**Task to complete:**
Set down word for word each line from the start of the listing through the line that contains "predecessor *ends* in, and", both included.

**Records shown:**
== Segment start ==

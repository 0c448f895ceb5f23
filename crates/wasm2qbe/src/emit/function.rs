//! Function emission: signature, `@start` prologue, blocks and phis.
//!
//! QBE lowers its own input to SSA, so the emitter is free to define an
//! emitter temporary in several places (select arms do). IR phis still
//! become QBE phis. Blocks are rendered first and assembled afterwards,
//! because a phi must name the label its predecessor *ends* in, and
//! instructions that trap split a block into several labels.

use super::EmitContext;
use crate::decoder::{FuncType, ValType};
use crate::error::CompileError;
use crate::ir::{BlockId, IrFunction, IrInstr, VarId};
use crate::types::{alloc_op, class_of, lower_signature, slot_size, AbiSignature, ResultLoc};
use anyhow::{Context, Result};
use wasm2qbe_abi::{Class, TrapKind, RESERVED_PREFIX, V128_SIZE};

/// Emits one IR function as QBE text.
pub(super) struct FunctionEmitter<'a> {
    pub(super) ctx: &'a EmitContext<'a>,
    pub(super) func: &'a IrFunction,
    pub(super) sig: AbiSignature,
    /// Text of the block being rendered.
    out: String,
    /// Label the next instruction lands in.
    pub(super) label: String,
    pub(super) block: BlockId,
    splits: u32,
    temps: u32,
    traps: Vec<TrapKind>,
}

/// Emit `func` under `symbol`.
pub fn emit_function(
    ctx: &EmitContext<'_>,
    func: &IrFunction,
    symbol: &str,
    export: bool,
) -> Result<String, CompileError> {
    log::debug!("emitting {} as ${}", func.name, symbol);
    let mut emitter = FunctionEmitter::new(ctx, func);
    emitter.emit(symbol, export).map_err(|err| CompileError {
        func_idx: func.func_idx.unwrap_or_else(|| ctx.module.num_funcs()),
        instr_offset: 0,
        func_name: func.name.clone(),
        message: format!("{:#}", err),
    })
}

impl<'a> FunctionEmitter<'a> {
    fn new(ctx: &'a EmitContext<'a>, func: &'a IrFunction) -> Self {
        let sig = lower_signature(&FuncType::new(func.params.clone(), func.results.clone()));
        Self {
            ctx,
            func,
            sig,
            out: String::new(),
            label: String::new(),
            block: BlockId(0),
            splits: 0,
            temps: 0,
            traps: Vec::new(),
        }
    }

    fn emit(&mut self, symbol: &str, export: bool) -> Result<String> {
        let func = self.func;
        let mut bodies = Vec::with_capacity(func.blocks.len());
        let mut exits = Vec::with_capacity(func.blocks.len());
        for block in &func.blocks {
            self.block = block.id;
            self.label = block.id.to_string();
            self.splits = 0;
            log::trace!("{}: {} instructions", block.id, block.instructions.len());
            for instr in &block.instructions {
                self.emit_instr(instr)
                    .with_context(|| format!("in block {}", block.id))?;
            }
            self.emit_terminator(&block.terminator)
                .with_context(|| format!("terminator of block {}", block.id))?;
            exits.push(self.label.clone());
            bodies.push(std::mem::take(&mut self.out));
        }

        let mut text = String::new();
        text.push_str(&self.header(symbol, export));
        text.push_str("@start\n");
        text.push_str(&self.prologue());
        text.push_str(&format!("\tjmp @{}\n", func.entry_block));

        for (block, body) in func.blocks.iter().zip(bodies) {
            text.push_str(&format!("@{}\n", block.id));
            let mut staged = String::new();
            for phi in &block.phis {
                if phi.incoming.is_empty() {
                    continue;
                }
                if func.var_type(phi.dest) == ValType::V128 {
                    self.out.clear();
                    self.copy_v128(&staging(phi.dest), &var(phi.dest));
                    staged.push_str(&std::mem::take(&mut self.out));
                    continue;
                }
                let operands: Vec<String> = phi
                    .incoming
                    .iter()
                    .map(|(pred, value)| format!("@{} {}", exits[pred.0 as usize], var(*value)))
                    .collect();
                text.push_str(&format!(
                    "\t{} ={} phi {}\n",
                    var(phi.dest),
                    self.class(phi.dest),
                    operands.join(", ")
                ));
            }
            text.push_str(&staged);
            text.push_str(&body);
        }

        for trap in &self.traps {
            text.push_str(&format!("@{}\n", trap_label(*trap)));
            text.push_str(&format!("\tcall ${}()\n", trap.symbol()));
            text.push_str("\thlt\n");
        }
        text.push_str("}\n");
        Ok(text)
    }

    fn header(&self, symbol: &str, export: bool) -> String {
        let mut params: Vec<String> = self
            .func
            .params
            .iter()
            .enumerate()
            .map(|(i, ty)| format!("{} %p{}", class_of(*ty), i))
            .collect();
        params.extend((0..self.sig.out_pointers).map(|k| format!("l %out{}", k)));
        format!(
            "{}function {}${}({}) {{\n",
            if export { "export " } else { "" },
            self.sig.ret.map(|c| format!("{} ", c)).unwrap_or_default(),
            symbol,
            params.join(", ")
        )
    }

    /// Stack storage, parameter spills and local zeroing. All `alloc`s live
    /// here so the backend can lay out a fixed frame.
    fn prologue(&mut self) -> String {
        let func = self.func;
        let mut text = String::new();
        for (i, ty) in func.locals.iter().enumerate() {
            text.push_str(&format!("\t%l{} =l {} {}\n", i, alloc_op(*ty), slot_size(*ty)));
        }
        for (i, ty) in func.var_types.iter().enumerate() {
            if *ty == ValType::V128 {
                text.push_str(&format!("\t%v{} =l alloc16 {}\n", i, V128_SIZE));
            }
        }
        for block in &func.blocks {
            for phi in &block.phis {
                if func.var_type(phi.dest) == ValType::V128 {
                    text.push_str(&format!("\t{} =l alloc16 {}\n", staging(phi.dest), V128_SIZE));
                }
            }
            for instr in &block.instructions {
                match instr {
                    IrInstr::StackSlot { dest, size } => {
                        text.push_str(&format!("\t{} =l alloc16 {}\n", var(*dest), (*size).max(8)));
                    }
                    IrInstr::Call { .. } | IrInstr::CallRef { .. } => {
                        for dest in self.out_slots(instr) {
                            text.push_str(&format!("\t{} =l alloc8 8\n", result_slot(dest)));
                        }
                    }
                    _ => {}
                }
            }
        }

        self.out.clear();
        for (i, ty) in func.locals.iter().enumerate() {
            let slot = format!("%l{}", i);
            if i < func.params.len() {
                let param = format!("%p{}", i);
                if *ty == ValType::V128 {
                    self.copy_v128(&param, &slot);
                } else {
                    self.ins(format!("store{} {}, {}", class_of(*ty), param, slot));
                }
                continue;
            }
            match slot_size(*ty) {
                4 => self.ins(format!("storew 0, {}", slot)),
                8 => self.ins(format!("storel 0, {}", slot)),
                _ => {
                    self.ins(format!("storel 0, {}", slot));
                    let hi = self.temp();
                    self.ins(format!("{} =l add {}, 8", hi, slot));
                    self.ins(format!("storel 0, {}", hi));
                }
            }
        }
        text.push_str(&std::mem::take(&mut self.out));
        text
    }

    /// Scalar results of a call that come back through an out-pointer and
    /// need a stack slot to land in. `v128` results are written straight
    /// into their own storage.
    pub(super) fn out_slots(&self, instr: &IrInstr) -> Vec<VarId> {
        let Some((ft, dests)) = self.call_type(instr) else {
            return Vec::new();
        };
        lower_signature(ft)
            .results
            .iter()
            .zip(dests)
            .filter(|(loc, dest)| {
                matches!(loc, ResultLoc::OutPointer(_))
                    && self.func.var_type(**dest) != ValType::V128
            })
            .map(|(_, dest)| *dest)
            .collect()
    }

    pub(super) fn call_type<'i>(
        &self,
        instr: &'i IrInstr,
    ) -> Option<(&'a FuncType, &'i [VarId])> {
        let module = self.ctx.module;
        match instr {
            IrInstr::Call { dests, func, .. } => Some((module.func_type(*func)?, dests)),
            IrInstr::CallRef {
                dests, type_idx, ..
            } => Some((module.func_type_at(*type_idx)?, dests)),
            _ => None,
        }
    }

    // ─── Text helpers ──────────────────────────────────────────────────────

    /// Append one instruction line.
    pub(super) fn ins(&mut self, text: String) {
        self.out.push('\t');
        self.out.push_str(&text);
        self.out.push('\n');
    }

    pub(super) fn temp(&mut self) -> String {
        let t = format!("%t{}", self.temps);
        self.temps += 1;
        t
    }

    pub(super) fn class(&self, v: VarId) -> Class {
        class_of(self.func.var_type(v))
    }

    /// A fresh continuation label of the current block.
    pub(super) fn split_label(&mut self) -> String {
        self.splits += 1;
        format!("{}_{}", self.block, self.splits)
    }

    pub(super) fn start_label(&mut self, label: String) {
        self.out.push_str(&format!("@{}\n", label));
        self.label = label;
    }

    /// Leave for the trap handler when `cond` is non-zero, otherwise
    /// continue in a new label.
    pub(super) fn branch_to_trap(&mut self, cond: &str, trap: TrapKind) {
        if !self.traps.contains(&trap) {
            self.traps.push(trap);
        }
        let next = self.split_label();
        self.ins(format!("jnz {}, @{}, @{}", cond, trap_label(trap), next));
        self.start_label(next);
    }

    /// Copy 16 bytes between two addresses.
    pub(super) fn copy_v128(&mut self, src: &str, dst: &str) {
        let lo = self.temp();
        self.ins(format!("{} =l loadl {}", lo, src));
        self.ins(format!("storel {}, {}", lo, dst));
        let src_hi = self.temp();
        let dst_hi = self.temp();
        let hi = self.temp();
        self.ins(format!("{} =l add {}, 8", src_hi, src));
        self.ins(format!("{} =l add {}, 8", dst_hi, dst));
        self.ins(format!("{} =l loadl {}", hi, src_hi));
        self.ins(format!("storel {}, {}", hi, dst_hi));
    }
}

/// QBE name of an IR variable. A `v128` variable names its storage.
pub(super) fn var(v: VarId) -> String {
    format!("%{}", v)
}

/// Staging storage of a `v128` phi.
pub(super) fn staging(v: VarId) -> String {
    format!("%s{}", v.0)
}

/// Landing slot of a scalar out-pointer call result.
pub(super) fn result_slot(v: VarId) -> String {
    format!("%r{}", v.0)
}

fn trap_label(trap: TrapKind) -> &'static str {
    trap.symbol().trim_start_matches(RESERVED_PREFIX)
}

#[cfg(test)]
mod tests {
    use super::*;

    #[test]
    fn test_trap_labels_drop_the_prefix() {
        assert_eq!(trap_label(TrapKind::DivByZero), "trap_div_by_zero");
        assert_eq!(trap_label(TrapKind::OutOfBounds), "trap_out_of_bounds");
    }

    #[test]
    fn test_names() {
        assert_eq!(var(VarId(3)), "%v3");
        assert_eq!(staging(VarId(3)), "%s3");
        assert_eq!(result_slot(VarId(9)), "%r9");
    }
}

== Segment end ==

**Answer:**
repository 0c448f895ceb5f23
filename crates/wasm2qbe/src/emit/function.rs
//! Function emission: signature, `@start` prologue, blocks and phis.
//!
//! QBE lowers its own input to SSA, so the emitter is free to define an
//! emitter temporary in several places (select arms do). IR phis still
//! become QBE phis. Blocks are rendered first and assembled afterwards,
//! because a phi must name the label its predecessor *ends* in, and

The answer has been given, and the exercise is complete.